Exercise directions:
Provide an exact repetition of every entry, with no word altered.

Saved entries
* * *

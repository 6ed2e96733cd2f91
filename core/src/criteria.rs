//! Restriction criteria and the lazy query operations recorded on a relation.

use smallvec::SmallVec;
use trellis_types::{Name, Value};

use crate::dataset::Dataset;
use crate::error::Result;
use crate::tuple::Tuple;

// =============================================================================
// Criteria
// =============================================================================

/// One condition of a [`Criteria`] conjunction.
#[derive(Debug, Clone, PartialEq, Eq)]
pub enum Condition {
    /// `attribute = value`. A NULL value never matches.
    Eq(Name, Value),
    /// `attribute IN (values)`. An empty list never matches.
    In(Name, Vec<Value>),
    /// `attribute IS NULL`
    IsNull(Name),
}

impl Condition {
    pub fn attribute(&self) -> &Name {
        match self {
            Self::Eq(name, _) | Self::In(name, _) | Self::IsNull(name) => name,
        }
    }

    /// Evaluates the condition against a tuple.
    pub fn matches(&self, tuple: &Tuple) -> bool {
        match self {
            Self::Eq(name, value) => match tuple.get(name) {
                Some(v) if !v.is_null() => v == value,
                _ => false,
            },
            Self::In(name, values) => match tuple.get(name) {
                Some(v) if !v.is_null() => values.contains(v),
                _ => false,
            },
            Self::IsNull(name) => tuple.get(name).is_none_or(Value::is_null),
        }
    }
}

/// A conjunction of conditions used by `restrict`.
///
/// ```
/// use trellis_core::Criteria;
///
/// let criteria = Criteria::new().eq("name", "Jane").any("id", [1, 2]);
/// assert_eq!(criteria.len(), 2);
/// ```
#[derive(Debug, Clone, Default, PartialEq, Eq)]
pub struct Criteria {
    conditions: SmallVec<[Condition; 2]>,
}

impl Criteria {
    pub fn new() -> Self {
        Self::default()
    }

    /// Adds `attribute = value`.
    #[must_use]
    pub fn eq(mut self, attribute: impl Into<Name>, value: impl Into<Value>) -> Self {
        self.conditions
            .push(Condition::Eq(attribute.into(), value.into()));
        self
    }

    /// Adds `attribute IN (values)`.
    #[must_use]
    pub fn any<I, V>(mut self, attribute: impl Into<Name>, values: I) -> Self
    where
        I: IntoIterator<Item = V>,
        V: Into<Value>,
    {
        self.conditions.push(Condition::In(
            attribute.into(),
            values.into_iter().map(Into::into).collect(),
        ));
        self
    }

    /// Adds `attribute IS NULL`.
    #[must_use]
    pub fn is_null(mut self, attribute: impl Into<Name>) -> Self {
        self.conditions.push(Condition::IsNull(attribute.into()));
        self
    }

    pub fn conditions(&self) -> &[Condition] {
        &self.conditions
    }

    pub fn attributes(&self) -> impl Iterator<Item = &Name> {
        self.conditions.iter().map(Condition::attribute)
    }

    pub fn len(&self) -> usize {
        self.conditions.len()
    }

    pub fn is_empty(&self) -> bool {
        self.conditions.is_empty()
    }

    pub fn matches(&self, tuple: &Tuple) -> bool {
        self.conditions.iter().all(|c| c.matches(tuple))
    }
}

// =============================================================================
// Ordering
// =============================================================================

#[derive(Debug, Clone, Copy, Default, PartialEq, Eq, Hash)]
pub enum Direction {
    #[default]
    Asc,
    Desc,
}

/// One ORDER BY term.
#[derive(Debug, Clone, PartialEq, Eq)]
pub struct OrderBy {
    pub attribute: Name,
    pub direction: Direction,
}

impl OrderBy {
    pub fn asc(attribute: impl Into<Name>) -> Self {
        Self {
            attribute: attribute.into(),
            direction: Direction::Asc,
        }
    }

    pub fn desc(attribute: impl Into<Name>) -> Self {
        Self {
            attribute: attribute.into(),
            direction: Direction::Desc,
        }
    }
}

impl From<&str> for OrderBy {
    fn from(attribute: &str) -> Self {
        Self::asc(attribute)
    }
}

// =============================================================================
// QueryOp
// =============================================================================

/// A pending lazy operation, replayed against the base dataset on execution.
#[derive(Debug, Clone, PartialEq, Eq)]
pub enum QueryOp {
    Restrict(Criteria),
    Project(Vec<Name>),
    Order(Vec<OrderBy>),
    Limit(u64),
    Offset(u64),
}

impl QueryOp {
    /// Applies the operation to `dataset`, returning the narrowed dataset.
    pub fn apply(&self, dataset: &dyn Dataset) -> Result<Box<dyn Dataset>> {
        match self {
            Self::Restrict(criteria) => dataset.restrict(criteria),
            Self::Project(names) => dataset.project(names),
            Self::Order(order) => dataset.order(order),
            Self::Limit(n) => dataset.limit(*n),
            Self::Offset(n) => dataset.offset(*n),
        }
    }
}
use core::convert::Infallible;

use thiserror::Error;
use trellis_types::Name;

#[derive(Debug, Error)]
pub enum TrellisError {
    /// A referenced attribute is absent from the relation header
    #[error("Unknown attribute `{attribute}` on relation `{relation}`")]
    UnknownAttribute { relation: Name, attribute: Name },

    /// A key pair references an attribute missing on one side of a combination
    #[error("Invalid key pair for relation `{relation}`: {reason}")]
    InvalidKeyPair { relation: Name, reason: String },

    /// Row count violated a single-result contract
    #[error("Expected {expected} tuple, found {actual}")]
    TupleCountMismatch { expected: &'static str, actual: usize },

    /// Unsupported command type
    #[error("Unsupported command type `{0}`, expected one of: create, update, delete")]
    InvalidCommandType(String),

    /// Relation not declared in the registry
    #[error("Unknown relation `{0}`")]
    UnknownRelation(Name),

    /// Struct schema not declared in the registry
    #[error("Unknown struct type `{0}`")]
    UnknownStructType(Name),

    /// A declared struct field has no value in the materialized mapping
    #[error("Cannot construct `{type_name}`: missing attribute `{attribute}`")]
    StructConstruction { type_name: Name, attribute: Name },

    /// Command payload does not fit the command graph
    #[error("Invalid payload: {0}")]
    InvalidPayload(String),

    /// Error converting structs into caller types
    #[error("Mapping error: {0}")]
    Mapping(String),

    /// Error reported by the storage collaborator
    #[error("Storage error: {0}")]
    Storage(String),

    /// Rusqlite specific errors
    #[cfg(feature = "rusqlite")]
    #[error("Rusqlite error: {0}")]
    Rusqlite(#[from] rusqlite::Error),
}

impl TrellisError {
    pub(crate) fn unknown_attribute(relation: &str, attribute: &str) -> Self {
        Self::UnknownAttribute {
            relation: relation.into(),
            attribute: attribute.into(),
        }
    }

    pub(crate) fn invalid_key_pair(relation: &str, reason: impl Into<String>) -> Self {
        Self::InvalidKeyPair {
            relation: relation.into(),
            reason: reason.into(),
        }
    }
}

impl From<serde_json::Error> for TrellisError {
    fn from(err: serde_json::Error) -> Self {
        Self::Mapping(err.to_string())
    }
}

impl From<Infallible> for TrellisError {
    fn from(err: Infallible) -> Self {
        match err {}
    }
}

/// Result type for trellis operations
pub type Result<T> = std::result::Result<T, TrellisError>;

* * *

Response below:
repository 6ed2e96733cd2f91
filename core/src/criteria.rs
//! Restriction criteria and the lazy query operations recorded on a relation.

use smallvec::SmallVec;
use trellis_types::{Name, Value};

use crate::dataset::Dataset;
use crate::error::Result;
use crate::tuple::Tuple;

// =============================================================================
// Criteria
// =============================================================================

/// One condition of a [`Criteria`] conjunction.
#[derive(Debug, Clone, PartialEq, Eq)]
pub enum Condition {
    /// `attribute = value`. A NULL value never matches.
    Eq(Name, Value),
    /// `attribute IN (values)`. An empty list never matches.
    In(Name, Vec<Value>),
    /// `attribute IS NULL`
    IsNull(Name),
}

impl Condition {
    pub fn attribute(&self) -> &Name {
        match self {
            Self::Eq(name, _) | Self::In(name, _) | Self::IsNull(name) => name,
        }
    }

    /// Evaluates the condition against a tuple.
    pub fn matches(&self, tuple: &Tuple) -> bool {
        match self {
            Self::Eq(name, value) => match tuple.get(name) {
                Some(v) if !v.is_null() => v == value,
                _ => false,
            },
            Self::In(name, values) => match tuple.get(name) {
                Some(v) if !v.is_null() => values.contains(v),
                _ => false,
            },
            Self::IsNull(name) => tuple.get(name).is_none_or(Value::is_null),
        }
    }
}

/// A conjunction of conditions used by `restrict`.
///
/// ```
/// use trellis_core::Criteria;
///
/// let criteria = Criteria::new().eq("name", "Jane").any("id", [1, 2]);
/// assert_eq!(criteria.len(), 2);
/// ```
#[derive(Debug, Clone, Default, PartialEq, Eq)]
pub struct Criteria {
    conditions: SmallVec<[Condition; 2]>,
}

impl Criteria {
    pub fn new() -> Self {
        Self::default()
    }

    /// Adds `attribute = value`.
    #[must_use]
    pub fn eq(mut self, attribute: impl Into<Name>, value: impl Into<Value>) -> Self {
        self.conditions
            .push(Condition::Eq(attribute.into(), value.into()));
        self
    }

    /// Adds `attribute IN (values)`.
    #[must_use]
    pub fn any<I, V>(mut self, attribute: impl Into<Name>, values: I) -> Self
    where
        I: IntoIterator<Item = V>,
        V: Into<Value>,
    {
        self.conditions.push(Condition::In(
            attribute.into(),
            values.into_iter().map(Into::into).collect(),
        ));
        self
    }

    /// Adds `attribute IS NULL`.
    #[must_use]
    pub fn is_null(mut self, attribute: impl Into<Name>) -> Self {
        self.conditions.push(Condition::IsNull(attribute.into()));
        self
    }

    pub fn conditions(&self) -> &[Condition] {
        &self.conditions
    }

    pub fn attributes(&self) -> impl Iterator<Item = &Name> {
        self.conditions.iter().map(Condition::attribute)
    }

    pub fn len(&self) -> usize {
        self.conditions.len()
    }

    pub fn is_empty(&self) -> bool {
        self.conditions.is_empty()
    }

    pub fn matches(&self, tuple: &Tuple) -> bool {
        self.conditions.iter().all(|c| c.matches(tuple))
    }
}

// =============================================================================
// Ordering
// =============================================================================

#[derive(Debug, Clone, Copy, Default, PartialEq, Eq, Hash)]
pub enum Direction {
    #[default]
    Asc,
    Desc,
}

/// One ORDER BY term.
#[derive(Debug, Clone, PartialEq, Eq)]
pub struct OrderBy {
    pub attribute: Name,
    pub direction: Direction,
}

impl OrderBy {
    pub fn asc(attribute: impl Into<Name>) -> Self {
        Self {
            attribute: attribute.into(),
            direction: Direction::Asc,
        }
    }

    pub fn desc(attribute: impl Into<Name>) -> Self {
        Self {
            attribute: attribute.into(),
            direction: Direction::Desc,
        }
    }
}

impl From<&str> for OrderBy {
    fn from(attribute: &str) -> Self {
        Self::asc(attribute)
    }
}

// =============================================================================
// QueryOp
// =============================================================================

/// A pending lazy operation, replayed against the base dataset on execution.
#[derive(Debug, Clone, PartialEq, Eq)]
pub enum QueryOp {
    Restrict(Criteria),
    Project(Vec<Name>),
    Order(Vec<OrderBy>),
    Limit(u64),
    Offset(u64),
}

impl QueryOp {
    /// Applies the operation to `dataset`, returning the narrowed dataset.
    pub fn apply(&self, dataset: &dyn Dataset) -> Result<Box<dyn Dataset>> {
        match self {
            Self::Restrict(criteria) => dataset.restrict(criteria),
            Self::Project(names) => dataset.project(names),
            Self::Order(order) => dataset.order(order),
            Self::Limit(n) => dataset.limit(*n),
            Self::Offset(n) => dataset.offset(*n),
        }
    }
}
use core::convert::Infallible;

use thiserror::Error;
use trellis_types::Name;

#[derive(Debug, Error)]
pub enum TrellisError {
    /// A referenced attribute is absent from the relation header
    #[error("Unknown attribute `{attribute}` on relation `{relation}`")]
    UnknownAttribute { relation: Name, attribute: Name },

    /// A key pair references an attribute missing on one side of a combination
    #[error("Invalid key pair for relation `{relation}`: {reason}")]
    InvalidKeyPair { relation: Name, reason: String },

    /// Row count violated a single-result contract
    #[error("Expected {expected} tuple, found {actual}")]
    TupleCountMismatch { expected: &'static str, actual: usize },

    /// Unsupported command type
    #[error("Unsupported command type `{0}`, expected one of: create, update, delete")]
    InvalidCommandType(String),

    /// Relation not declared in the registry
    #[error("Unknown relation `{0}`")]
    UnknownRelation(Name),

    /// Struct schema not declared in the registry
    #[error("Unknown struct type `{0}`")]
    UnknownStructType(Name),

    /// A declared struct field has no value in the materialized mapping
    #[error("Cannot construct `{type_name}`: missing attribute `{attribute}`")]
    StructConstruction { type_name: Name, attribute: Name },

    /// Command payload does not fit the command graph
    #[error("Invalid payload: {0}")]
    InvalidPayload(String),

    /// Error converting structs into caller types
    #[error("Mapping error: {0}")]
    Mapping(String),

    /// Error reported by the storage collaborator
    #[error("Storage error: {0}")]
    Storage(String),

    /// Rusqlite specific errors
    #[cfg(feature = "rusqlite")]
    #[error("Rusqlite error: {0}")]
    Rusqlite(#[from] rusqlite::Error),
}

impl TrellisError {
    pub(crate) fn unknown_attribute(relation: &str, attribute: &str) -> Self {
        Self::UnknownAttribute {
            relation: relation.into(),
            attribute: attribute.into(),
        }
    }

    pub(crate) fn invalid_key_pair(relation: &str, reason: impl Into<String>) -> Self {
        Self::InvalidKeyPair {
            relation: relation.into(),
            reason: reason.into(),
        }
    }
}

impl From<serde_json::Error> for TrellisError {
    fn from(err: serde_json::Error) -> Self {
        Self::Mapping(err.to_string())
    }
}

impl From<Infallible> for TrellisError {
    fn from(err: Infallible) -> Self {
        match err {}
    }
}

/// Result type for trellis operations
pub type Result<T> = std::result::Result<T, TrellisError>;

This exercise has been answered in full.